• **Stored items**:
------------------------------------
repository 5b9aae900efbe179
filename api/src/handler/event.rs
use crate::{
    extractor::AuthorizedUser,
    model::event::{
        CreateEventRequest, CreateEventRequestWithOrganizer, EventListQuery, EventResponse,
        EventsResponse, UpdateEventRequest, UpdateEventRequestWithId,
    },
};
use axum::{
    extract::{Path, Query, State},
    http::StatusCode,
    response::IntoResponse,
    Json,
};
use garde::Validate;
use kernel::model::{event::event::DeleteEvent, id::EventId};
use registry::AppRegistry;
use shared::error::{AppError, AppResult};

pub async fn register_event(
    user: AuthorizedUser,
    State(registry): State<AppRegistry>,
    Json(req): Json<CreateEventRequest>,
) -> AppResult<impl IntoResponse> {
    if !user.can_manage_events() {
        return Err(AppError::ForbiddenOperation);
    }
    req.validate(&())?;

    let organizer_name = user.user.name.clone();
    let event = registry
        .event_repository()
        .create(CreateEventRequestWithOrganizer::new(req, user.id(), organizer_name).into())
        .await?;
    Ok((StatusCode::CREATED, Json(EventResponse::from(event))))
}

pub async fn show_event_list(
    State(registry): State<AppRegistry>,
    Query(query): Query<EventListQuery>,
) -> AppResult<Json<EventsResponse>> {
    query.validate(&())?;

    let events = registry.event_repository().find_all(query.into()).await?;
    Ok(Json(EventsResponse::from(events)))
}

pub async fn show_event(
    State(registry): State<AppRegistry>,
    Path(event_id): Path<EventId>,
) -> AppResult<Json<EventResponse>> {
    registry
        .event_repository()
        .find_by_id(event_id)
        .await?
        .map(EventResponse::from)
        .map(Json)
        .ok_or_else(|| {
            AppError::EntityNotFound(format!("イベント（{event_id}）が見つかりませんでした。"))
        })
}

// 主催者本人または管理者のみ変更を許可する
async fn ensure_event_owner(
    registry: &AppRegistry,
    user: &AuthorizedUser,
    event_id: EventId,
) -> AppResult<()> {
    let event = registry
        .event_repository()
        .find_by_id(event_id)
        .await?
        .ok_or_else(|| {
            AppError::EntityNotFound(format!("イベント（{event_id}）が見つかりませんでした。"))
        })?;
    if event.organizer.organizer_id != user.id() && !user.is_admin() {
        return Err(AppError::ForbiddenOperation);
    }
    Ok(())
}

pub async fn update_event(
    user: AuthorizedUser,
    Path(event_id): Path<EventId>,
    State(registry): State<AppRegistry>,
    Json(req): Json<UpdateEventRequest>,
) -> AppResult<Json<EventResponse>> {
    req.validate(&())?;
    ensure_event_owner(&registry, &user, event_id).await?;

    let event = registry
        .event_repository()
        .update(UpdateEventRequestWithId::new(event_id, req).into())
        .await?;
    Ok(Json(EventResponse::from(event)))
}

pub async fn delete_event(
    user: AuthorizedUser,
    Path(event_id): Path<EventId>,
    State(registry): State<AppRegistry>,
) -> AppResult<StatusCode> {
    ensure_event_owner(&registry, &user, event_id).await?;

    registry
        .event_repository()
        .delete(DeleteEvent { event_id })
        .await?;
    Ok(StatusCode::NO_CONTENT)
}

pub async fn register_for_event(
    user: AuthorizedUser,
    Path(event_id): Path<EventId>,
    State(registry): State<AppRegistry>,
) -> AppResult<StatusCode> {
    registry
        .event_repository()
        .register_participant(event_id, user.id())
        .await?;
    Ok(StatusCode::CREATED)
}

pub async fn unregister_from_event(
    user: AuthorizedUser,
    Path(event_id): Path<EventId>,
    State(registry): State<AppRegistry>,
) -> AppResult<StatusCode> {
    registry
        .event_repository()
        .unregister_participant(event_id, user.id())
        .await?;
    Ok(StatusCode::NO_CONTENT)
}
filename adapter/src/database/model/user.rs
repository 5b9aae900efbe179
use kernel::model::{id::UserId, role::Role, user::User};
use shared::error::AppError;
use sqlx::types::chrono::{DateTime, Utc};
use std::str::FromStr;

#[derive(sqlx::FromRow)]
pub struct UserRow {
    pub user_id: UserId,
    pub name: String,
    pub email: String,
    pub role: String,
    pub student_id: Option<String>,
    pub department: Option<String>,
    pub year: Option<i32>,
    pub created_at: DateTime<Utc>,
    pub updated_at: DateTime<Utc>,
}

impl TryFrom<UserRow> for User {
    type Error = AppError;

    fn try_from(value: UserRow) -> Result<Self, Self::Error> {
        let UserRow {
            user_id,
            name,
            email,
            role,
            student_id,
            department,
            year,
            created_at,
            updated_at,
        } = value;
        let role = Role::from_str(&role)
            .map_err(|e| AppError::ConversionEntityError(e.to_string()))?;
        Ok(User {
            user_id,
            name,
            email,
            role,
            student_id,
            department,
            year,
            created_at,
            updated_at,
        })
    }
}

// 認証時にパスワードハッシュを照合するための型
#[derive(sqlx::FromRow)]
pub struct UserCredentialRow {
    pub user_id: UserId,
    pub password_hash: String,
}
use axum::{routing::get, Router};
use registry::AppRegistry;

use crate::handler::health::{health_check, health_check_db, health_check_kv};

pub fn build_health_check_routers() -> Router<AppRegistry> {
    let health_routers = Router::new()
        .route("/", get(health_check))
        .route("/db", get(health_check_db))
        .route("/kv", get(health_check_kv));

    Router::new().nest("/health", health_routers)
}
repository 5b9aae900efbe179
use shared::{
    config::DatabaseConfig,
    error::{AppError, AppResult},
};
use sqlx::{postgres::PgConnectOptions, PgPool};

pub mod model;

fn make_pg_connect_options(cfg: &DatabaseConfig) -> PgConnectOptions {
    PgConnectOptions::new()
        .host(&cfg.host)
        .port(cfg.port)
        .username(&cfg.username)
        .password(&cfg.password)
        .database(&cfg.database)
}

#[derive(Clone)]
pub struct ConnectionPool(PgPool);

impl ConnectionPool {
    pub fn new(pool: PgPool) -> Self {
        Self(pool)
    }

    pub fn inner_ref(&self) -> &PgPool {
        &self.0
    }

    pub async fn begin(&self) -> AppResult<sqlx::Transaction<'_, sqlx::Postgres>> {
        self.0.begin().await.map_err(AppError::TransactionError)
    }
}

pub fn connect_database_with(cfg: &DatabaseConfig) -> ConnectionPool {
    ConnectionPool(PgPool::connect_lazy_with(make_pg_connect_options(cfg)))
}
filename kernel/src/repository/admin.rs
use crate::model::{event::Event, id::EventId, stats::DashboardStats};
use async_trait::async_trait;
use shared::error::AppResult;

#[async_trait]
pub trait AdminRepository: Send + Sync {
    // ダッシュボード向けの集計（読み取りのみ）
    async fn dashboard_stats(&self) -> AppResult<DashboardStats>;
    async fn toggle_event_featured(&self, event_id: EventId) -> AppResult<Event>;
}
use core::ops::{BitOr, Index, IndexMut};
use ndarray::Array2;
use serde::{Deserialize, Serialize};

pub use analysis::*;
pub use board::*;
pub use cell::*;
pub use config::*;
pub use engine::*;
pub use error::*;
pub use events::*;
pub use generator::*;
pub use sandbox::*;
pub use session::*;
pub use types::*;
pub use view::*;
pub use warp::*;

mod analysis;
mod board;
mod cell;
mod config;
mod engine;
mod error;
mod events;
mod generator;
mod sandbox;
mod session;
mod types;
mod view;
mod warp;

#[cfg(test)]
mod testing;

#[derive(Copy, Clone, Debug, PartialEq, Eq, Serialize, Deserialize)]
pub struct GameConfig {
    /// `(rows, cols)`
    pub size: Coord2,
    pub mines: CellCount,
}

impl GameConfig {
    pub const fn new_unchecked(size: Coord2, mines: CellCount) -> Self {
        Self { size, mines }
    }

    /// Clamps the size to at least one cell and leaves room for a safe first click.
    pub fn new((rows, cols): Coord2, mines: CellCount) -> Self {
        let rows = rows.max(1);
        let cols = cols.max(1);
        let mines = mines.min(mult(rows, cols).saturating_sub(1));
        Self::new_unchecked((rows, cols), mines)
    }

    pub const fn total_cells(&self) -> CellCount {
        mult(self.size.0, self.size.1)
    }

    pub const fn safe_cells(&self) -> CellCount {
        self.total_cells().saturating_sub(self.mines)
    }
}

/// Mine positions of a board, independent of what the player has seen.
#[derive(Clone, Debug, PartialEq, Serialize, Deserialize)]
pub struct MineLayout {
    mine_mask: Array2<bool>,
    mine_count: CellCount,
}

impl MineLayout {
    pub fn empty(size: Coord2) -> Self {
        Self {
            mine_mask: Array2::default(size.to_nd_index()),
            mine_count: 0,
        }
    }

    pub fn from_mine_mask(mine_mask: Array2<bool>) -> Self {
        let mine_count = mine_mask.iter().filter(|&&is_mine| is_mine).count();
        Self {
            mine_mask,
            mine_count: mine_count.try_into().unwrap_or(CellCount::MAX),
        }
    }

    pub fn from_mine_coords(size: Coord2, mine_coords: &[Coord2]) -> Result<Self> {
        let mut mine_mask: Array2<bool> = Array2::default(size.to_nd_index());

        for &coords in mine_coords {
            if !in_bounds(coords, size) {
                return Err(GameError::InvalidCoords);
            }
            mine_mask[coords.to_nd_index()] = true;
        }

        Ok(Self::from_mine_mask(mine_mask))
    }

    pub fn size(&self) -> Coord2 {
        grid_size(&self.mine_mask)
    }

    pub fn mine_count(&self) -> CellCount {
        self.mine_count
    }

    pub fn contains_mine(&self, coords: Coord2) -> bool {
        self[coords]
    }

    pub fn set_mine(&mut self, coords: Coord2, is_mine: bool) {
        let slot = &mut self.mine_mask[coords.to_nd_index()];
        match (*slot, is_mine) {
            (false, true) => self.mine_count += 1,
            (true, false) => self.mine_count -= 1,
            _ => {}
        }
        *slot = is_mine;
    }

    pub fn adjacent_mine_count(&self, coords: Coord2) -> u8 {
        // at most 8 neighbours
        self.mine_mask
            .iter_neighbors(coords)
            .filter(|&pos| self[pos])
            .count() as u8
    }

    pub fn mine_coords(&self) -> impl Iterator<Item = Coord2> + '_ {
        iter_coords(self.size()).filter(|&coords| self[coords])
    }
}

impl Index<Coord2> for MineLayout {
    type Output = bool;

    fn index(&self, coords: Coord2) -> &Self::Output {
        &self.mine_mask[coords.to_nd_index()]
    }
}

impl IndexMut<Coord2> for MineLayout {
    fn index_mut(&mut self, coords: Coord2) -> &mut Self::Output {
        &mut self.mine_mask[coords.to_nd_index()]
    }
}

#[derive(Copy, Clone, Debug, PartialEq, Eq)]
pub enum MarkOutcome {
    NoChange,
    Changed,
}

impl MarkOutcome {
    pub const fn has_update(self) -> bool {
        match self {
            Self::NoChange => false,
            Self::Changed => true,
        }
    }
}

#[derive(Copy, Clone, Debug, PartialEq, Eq)]
pub enum RevealOutcome {
    NoChange,
    Revealed,
    HitMine,
    Won,
}

impl RevealOutcome {
    pub const fn has_update(self) -> bool {
        use RevealOutcome::*;
        match self {
            NoChange => false,
            Revealed => true,
            HitMine => true,
            Won => true,
        }
    }

    pub const fn is_terminal(self) -> bool {
        matches!(self, Self::HitMine | Self::Won)
    }
}

impl BitOr for RevealOutcome {
    type Output = RevealOutcome;

    fn bitor(self, rhs: Self) -> Self::Output {
        use RevealOutcome::*;
        match (self, rhs) {
            (HitMine, _) => HitMine,
            (_, HitMine) => HitMine,
            (Won, _) => Won,
            (_, Won) => Won,
            (Revealed, _) => Revealed,
            (_, Revealed) => Revealed,
            (NoChange, NoChange) => NoChange,
        }
    }
}

#[cfg(test)]
mod tests {
    use super::*;

    #[test]
    fn config_leaves_room_for_first_click() {
        let config = GameConfig::new((3, 3), 20);

        assert_eq!(config.mines, 8);
        assert_eq!(config.safe_cells(), 1);
    }

    #[test]
    fn config_clamps_empty_size() {
        let config = GameConfig::new((0, 0), 5);

        assert_eq!(config.size, (1, 1));
        assert_eq!(config.mines, 0);
    }

    #[test]
    fn layout_counts_adjacent_mines() {
        let layout = MineLayout::from_mine_coords((3, 3), &[(0, 0), (2, 2)]).unwrap();

        assert_eq!(layout.mine_count(), 2);
        assert_eq!(layout.adjacent_mine_count((1, 1)), 2);
        assert_eq!(layout.adjacent_mine_count((0, 2)), 0);
    }

    #[test]
    fn layout_rejects_out_of_bounds_mines() {
        assert_eq!(
            MineLayout::from_mine_coords((2, 2), &[(2, 0)]),
            Err(GameError::InvalidCoords)
        );
    }

    #[test]
    fn set_mine_tracks_count() {
        let mut layout = MineLayout::empty((2, 2));

        layout.set_mine((0, 1), true);
        layout.set_mine((0, 1), true);
        layout.set_mine((1, 1), true);
        layout.set_mine((1, 1), false);

        assert_eq!(layout.mine_count(), 1);
        assert_eq!(layout.mine_coords().collect::<Vec<_>>(), vec![(0, 1)]);
    }

    #[test]
    fn hit_mine_dominates_merged_outcomes() {
        use RevealOutcome::*;

        assert_eq!(Revealed | HitMine, HitMine);
        assert_eq!(Won | Revealed, Won);
        assert_eq!(NoChange | NoChange, NoChange);
    }
}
------------------------------------
• **TO DO**: Look through the entries, and return every line that the word "role" appears in.

• **ANSWER TO THIS TASK**:
use kernel::model::{id::UserId, role::Role, user::User};
    pub role: String,
            role,
        let role = Role::from_str(&role)
            role,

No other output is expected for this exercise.